Hound Dog was written by Jerry Leiber and Mike Stoller, two white Jewish guys from Brooklyn, in 1952 and recorded by Willie Mae “Big Mama” Thornton, a black woman from Alabama, in 1953.
It was written and recorded in a Blues tempo.
So, seeing as Leiber and Stoller wrote it does that mean Big Mama stole it?
Of course not.
Hound Dog has been covered more than 250 times, does that mean that any white artists amongst those 249 artists since the original have stolen it? Or just those that had a bigger hit than the original?
Of course not, on both points.
Note - There were 10 covers before July 1956 when Elvis recorded Hound Dog.
Thornton’s Hound Dog was all over the national Blues charts between March and July 1953. Initial sales were between 500,000 and 750,000 copies. (Elvis was in his last semester of high school driving an electrician repair truck)
Don Robey was the founder of Peacock Records (a white guy). Thornton was among the artists he had signed to the label.
He paid Leiber and Stoller $1200 to write the song for Thornton (The check bounced) and paid Thornton $400-$500 as per her recording contract.
Robey registered the song for copyright in September 1952 with himself and Thornton as composers. A lie to ensure Robey got the publishing royalties on any recording of the composition. Listing Thornton as a songwriter should have gotten her thousands of dollars in royalties which Robey never paid her. He knew if she complained they’d both lose because Leiber/Stoller had written the song.

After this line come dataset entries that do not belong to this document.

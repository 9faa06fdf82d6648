//! JSON output formatter

use super::{GuessRecord, OutputFormatter};
use anyhow::Result;
use std::io::Write;

/// JSON formatter - outputs results as a JSON array
pub struct JsonFormatter<W: Write> {
    writer: W,
    records: Vec<GuessRecord>,
    pretty: bool,
}

impl<W: Write> JsonFormatter<W> {
    /// Create a new JSON formatter
    pub fn new(writer: W) -> Self {
        Self {
            writer,
            records: Vec::new(),
            pretty: true,
        }
    }

    /// Toggle pretty printing
    pub fn pretty(mut self, pretty: bool) -> Self {
        self.pretty = pretty;
        self
    }
}

impl<W: Write + Send + Sync> OutputFormatter for JsonFormatter<W> {
    fn format_guess(&mut self, record: &GuessRecord) -> Result<()> {
        self.records.push(record.clone());
        Ok(())
    }

    fn finish(&mut self) -> Result<()> {
        if self.pretty {
            serde_json::to_writer_pretty(&mut self.writer, &self.records)?;
        } else {
            serde_json::to_writer(&mut self.writer, &self.records)?;
        }
        writeln!(self.writer)?;
        self.writer.flush()?;
        Ok(())
    }
}
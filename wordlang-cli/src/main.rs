//! wordlang command-line entry point

use clap::Parser;
use wordlang_cli::commands::Commands;
use wordlang_cli::CliResult;

/// Guess the language of text from seed word lists
#[derive(Debug, Parser)]
#[command(name = "wordlang", version, about, long_about = None)]
struct Cli {
    /// Increase log verbosity (-v info, -vv debug, -vvv trace)
    #[arg(short, long, action = clap::ArgAction::Count, global = true)]
    verbose: u8,

    #[command(subcommand)]
    command: Commands,
}

impl Cli {
    /// Initialize logging based on verbosity level
    fn init_logging(&self) {
        let log_level = match self.verbose {
            0 => "warn",
            1 => "info",
            2 => "debug",
            _ => "trace",
        };

        env_logger::Builder::from_env(env_logger::Env::default().default_filter_or(log_level))
            .init();
    }
}

fn main() -> CliResult<()> {
    let cli = Cli::parse();
    cli.init_logging();
    cli.command.execute()
}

If people want to blame someone for stealing, blame Robey.
This was common in a white dominated record industry at the corporate level.
Robey was notorious for his controversial business practices; he reputedly used criminal means, including violence and intimidation, as part of his business model, though he was held in high regard by some of the musicians who worked for him. He was credited with writing or co-writing many of the songs recorded by Duke/Peacock artists, either under his real name, or under the pseudonym of Deadric Malone. However, in many cases, he was merely a publisher and was not involved in the writing. Many other label owners paid little for songs and controlled the publishing, but Robey was one of the few to disguise the real writers, making it nearly impossible to assess who wrote what on Duke, Peacock, Back Beat, and his other labels.
Thru 1953-1954 there were so many “answer” songs to hound Dog (Bear Cat by Rufus Thomas) and parodies of the original it certainly diluted sales of Thornton’s original recoding which had left the charts by Fall 1953 and sold less than a million copies. By mid-1954 the song had been correctly credited to Leiber/Stoller, who had written the song, on the many covers.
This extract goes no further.